BB&T, based in Winston-Salem, N.C., paid 2.2 times tangible book for National Penn and expects the deal, which will consist of 30% cash and 70% stock, to close in mid-2016. The bank will add $9.6 billion in assets to its balance sheet as well as 124 bank branches in Pennsylvania, New Jersey, and Maryland to make BB&T the fourth largest bank by deposit market share in Pennsylvania. BB&T will mostly expand its footprint in Eastern Pennsylvania and the Philadelphia market.
Deal talks between the two banks began about 90 days ago, National Penn CFO Michael Hughes said in a phone interview. The deal was a directly negotiated deal with BB&T, he said. After the Fed approved BB&T's $2.5 billion acquisition of Lititz, Pa.-based Susquehanna Bancshares Inc. in July, National Penn became more attractive to the bank, he added.
As National Penn started approaching the $10 billion in assets mark, the bank believed it made most sense to sell, Hughes explained.
National Penn president and CEO Scott Fainor will be named group executive at BB&T, and will oversee several markets with deposits in excess of $30 billion in Pennsylvania and neighboring states, the BB&T announcement said. The bank also announced that it plans to establish a fourth community banking region based in Allentown and will name National Penn chief banking officer David Kennedy president of the region.
BB&T chairman and CEO Kelly King said "the acquisition of National Penn provides a tremendous opportunity to strengthen our franchise in Pennsylvania and continue building the scale necessary to operate efficiently."

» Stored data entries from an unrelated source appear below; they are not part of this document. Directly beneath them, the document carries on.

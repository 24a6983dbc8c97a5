use std::cell::{Cell, RefCell};
use std::rc::Rc;
use wasm_bindgen::prelude::*;
use wasm_bindgen::JsCast;

type TickClosure = Closure<dyn FnMut(f64)>;

/// Recurring animation-frame subscription. The callback re-arms itself each
/// tick; [`FrameLoop::cancel`] (or drop) stops the pending request and
/// releases the callback, so an unmounted host never keeps ticking against a
/// detached surface.
pub struct FrameLoop {
    raf_id: Rc<Cell<i32>>,
    cancelled: Rc<Cell<bool>>,
    closure: Rc<RefCell<Option<TickClosure>>>,
}

impl FrameLoop {
    /// Run `tick` once per animation frame until cancelled. Returns None when
    /// there is no window to schedule against.
    pub fn start(mut tick: impl FnMut(f64) + 'static) -> Option<Self> {
        let f: Rc<RefCell<Option<TickClosure>>> = Rc::new(RefCell::new(None));
        let g = f.clone();
        let raf_id = Rc::new(Cell::new(0));
        let cancelled = Rc::new(Cell::new(false));

        let id = raf_id.clone();
        let done = cancelled.clone();
        *g.borrow_mut() = Some(Closure::wrap(Box::new(move |timestamp: f64| {
            if done.get() {
                return;
            }
            tick(timestamp);

            if let Some(window) = web_sys::window() {
                if let Ok(next) = window
                    .request_animation_frame(f.borrow().as_ref().unwrap().as_ref().unchecked_ref())
                {
                    id.set(next);
                }
            }
        }) as Box<dyn FnMut(f64)>));

        let window = web_sys::window()?;
        let first = window
            .request_animation_frame(g.borrow().as_ref().unwrap().as_ref().unchecked_ref())
            .ok()?;
        raf_id.set(first);

        Some(Self {
            raf_id,
            cancelled,
            closure: g,
        })
    }

    /// Idempotent. Must not be called from inside the tick itself.
    pub fn cancel(&self) {
        if self.cancelled.replace(true) {
            return;
        }
        if let Some(window) = web_sys::window() {
            let _ = window.cancel_animation_frame(self.raf_id.get());
        }
        // dropping the closure breaks its self-referencing Rc cycle
        self.closure.borrow_mut().take();
    }
}

impl Drop for FrameLoop {
    fn drop(&mut self) {
        self.cancel();
    }
}
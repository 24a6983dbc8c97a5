use std::cell::RefCell;
use std::rc::Rc;

use leptos::prelude::*;
use send_wrapper::SendWrapper;

use crate::animator::{self, Animator};
use crate::config::StarfieldConfig;

const CANVAS_ID: &str = "starsCanvas";

#[component]
pub fn App() -> impl IntoView {
    view! { <HeroBackdrop /> }
}

/// Hero section whose canvas hosts the starfield. The animator is created
/// once the canvas exists in the DOM and dropped when the section unmounts.
#[component]
pub fn HeroBackdrop() -> impl IntoView {
    let animator: Rc<RefCell<Option<Animator>>> = Rc::new(RefCell::new(None));

    let slot_for_mount = SendWrapper::new(animator.clone());
    Effect::new(move |_| {
        let cfg = StarfieldConfig::load();
        *slot_for_mount.borrow_mut() = animator::mount(CANVAS_ID, cfg);
    });

    let slot_for_cleanup = SendWrapper::new(animator);
    on_cleanup(move || {
        slot_for_cleanup.borrow_mut().take();
    });

    view! {
        <section class="hero">
            <canvas id=CANVAS_ID aria-hidden="true"></canvas>
        </section>
    }
}
/// Wasm-native xorshift64 generator. One JS interop call at seed time
/// instead of one per draw, and seedable so simulation runs can be replayed.
pub struct Xorshift64 {
    state: u64,
}

impl Xorshift64 {
    pub fn seeded(seed: u64) -> Self {
        Self {
            state: if seed == 0 { 1 } else { seed },
        }
    }

    /// Seed from `Math.random()`. Browser-only; tests use [`Xorshift64::seeded`].
    pub fn from_entropy() -> Self {
        let seed = (js_sys::Math::random() * u64::MAX as f64) as u64;
        Self::seeded(seed)
    }

    /// Uniform f64 in [0, 1).
    pub fn next_f64(&mut self) -> f64 {
        self.state ^= self.state << 13;
        self.state ^= self.state >> 7;
        self.state ^= self.state << 17;
        // top 53 bits -> f64 mantissa
        (self.state >> 11) as f64 / (1u64 << 53) as f64
    }

    /// Uniform f64 in [min, max).
    pub fn range(&mut self, min: f64, max: f64) -> f64 {
        min + self.next_f64() * (max - min)
    }
}

#[cfg(test)]
mod tests {
    use super::*;

    #[test]
    fn zero_seed_is_remapped() {
        let mut rng = Xorshift64::seeded(0);
        let v = rng.next_f64();
        assert!((0.0..1.0).contains(&v));
    }

    #[test]
    fn same_seed_same_sequence() {
        let mut a = Xorshift64::seeded(42);
        let mut b = Xorshift64::seeded(42);
        for _ in 0..100 {
            assert_eq!(a.next_f64(), b.next_f64());
        }
    }

    #[test]
    fn range_stays_in_bounds() {
        let mut rng = Xorshift64::seeded(7);
        for _ in 0..1000 {
            let v = rng.range(-0.05, 0.05);
            assert!((-0.05..0.05).contains(&v));
        }
    }
}
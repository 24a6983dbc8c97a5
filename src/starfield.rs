use crate::config::StarfieldConfig;
use crate::rng::Xorshift64;
use crate::star::Star;

/// The full star population plus the surface it lives on. Owned by the
/// animator and touched only from the frame callback and the resize handler,
/// both on the single browser thread.
pub struct Starfield {
    cfg: StarfieldConfig,
    width: f64,
    height: f64,
    stars: Vec<Star>,
    rng: Xorshift64,
}

impl Starfield {
    /// Empty field; call [`Starfield::reseed`] once the surface is measurable.
    pub fn new(cfg: StarfieldConfig, rng: Xorshift64) -> Self {
        Self {
            cfg,
            width: 0.0,
            height: 0.0,
            stars: Vec::new(),
            rng,
        }
    }

    /// Discard the old population and seed a fresh one for the given surface.
    /// Runs synchronously, so a frame callback never observes a half-built
    /// field.
    pub fn reseed(&mut self, width: f64, height: f64) {
        self.width = width;
        self.height = height;
        let Self { cfg, rng, stars, .. } = self;
        *stars = (0..cfg.star_count)
            .map(|_| Star::spawn(width, height, cfg, rng))
            .collect();
    }

    /// Advance every star by one frame, in population order.
    pub fn step(&mut self) {
        let Self {
            cfg,
            width,
            height,
            stars,
            rng,
        } = self;
        for star in stars.iter_mut() {
            star.step(*width, *height, cfg, rng);
        }
    }

    pub fn stars(&self) -> &[Star] {
        &self.stars
    }

    pub fn width(&self) -> f64 {
        self.width
    }

    pub fn height(&self) -> f64 {
        self.height
    }
}

#[cfg(test)]
mod tests {
    use super::*;

    fn seeded_field(seed: u64, cfg: StarfieldConfig) -> Starfield {
        Starfield::new(cfg, Xorshift64::seeded(seed))
    }

    #[test]
    fn population_size_is_invariant_across_frames() {
        let cfg = StarfieldConfig {
            star_count: 64,
            fade_probability: 1.0, // constant respawn churn
            ..Default::default()
        };
        let mut field = seeded_field(11, cfg);
        field.reseed(800.0, 600.0);

        for _ in 0..300 {
            field.step();
            assert_eq!(field.stars().len(), 64);
        }
    }

    #[test]
    fn reseed_replaces_every_star() {
        let mut field = seeded_field(12, StarfieldConfig::default());
        field.reseed(800.0, 600.0);
        let before: Vec<(f64, f64)> = field.stars().iter().map(|s| (s.x, s.y)).collect();

        field.reseed(400.0, 300.0);

        assert_eq!(field.width(), 400.0);
        assert_eq!(field.height(), 300.0);
        assert_eq!(field.stars().len(), before.len());
        for (star, old) in field.stars().iter().zip(&before) {
            assert_ne!((star.x, star.y), *old);
        }
    }

    #[test]
    fn reseeded_stars_fit_the_new_surface() {
        let mut field = seeded_field(13, StarfieldConfig::default());
        field.reseed(320.0, 200.0);
        for star in field.stars() {
            assert!((0.0..320.0).contains(&star.x));
            assert!((0.0..200.0).contains(&star.y));
        }
    }

    #[test]
    fn identical_seeds_replay_identical_frames() {
        let cfg = StarfieldConfig::default();
        let mut a = seeded_field(99, cfg.clone());
        let mut b = seeded_field(99, cfg);
        a.reseed(800.0, 600.0);
        b.reseed(800.0, 600.0);

        for _ in 0..120 {
            a.step();
            b.step();
        }

        for (sa, sb) in a.stars().iter().zip(b.stars()) {
            assert_eq!(
                (sa.x, sa.y, sa.alpha, sa.r),
                (sb.x, sb.y, sb.alpha, sb.r)
            );
        }
    }

    #[test]
    fn new_field_is_empty_until_reseeded() {
        let field = seeded_field(14, StarfieldConfig::default());
        assert!(field.stars().is_empty());
        assert_eq!(field.width(), 0.0);
    }
}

There have been a slew of deals in Pennsylvania recently, also including Pittsburgh-based FNB's acquisition of Harrisburg, Pa.-based Metro Bancorp for $474 million earlier this month.
FBR Capital Markets analyst Bob Ramsey said one of BB&T's motivations in the Susquehanna deal was to deepen its franchise in Pennsylvania markets. With extensive geographic overlap between National Penn and Susquehanna branches, the two deals together make good strategic sense, he continued.
National Penn was not actively seeking a buyer prior to being approached by BB&T, given Warburg Pincus' exit from the bank in March at $10.50 a share, Ramsey said. If the bank had considered a sale, it would've made more sense when private equity was still involved, he said.
BB&T will continue to look for acquisitions, especially in Pennsylvania, Ramsey said, although the bank will need time to digest its recent deals. For example, the take-out of Susquehanna and National Penn will give Lancaster, Pa.-based Fulton Financial (FULT) - Get Report scarcity value, which will make it more attractive to potential acquirers, Ramsey said.
Another bank with an even larger presence in Pennsylvania, Indiana, Pa.-based First Commonwealth Financial (FCF) - Get Report, will also become more attractive to buyers looking to grow in Pennsylvania, he said.
Jimmy Dunne and Emmett Daly of Sandler O'Neill provided financial advice to National Penn, while Edward D. Herlihy, Matthew M. Guest, Brandon C. Price, and Jeannemarie O'Brien of Wachtell, Lipton, Rosen & Katz provided legal counsel to National Penn.
Venkat Badinehal, Jason Braunstein and Eric Martinez of Deutsche Bank Securities served as financial advisor to BB&T, while Paul Scrivano, Chris Del Rosso, Robert Fisher, Bimal Patel and Angola Russell of O'Melveny & Myers served as legal counsel.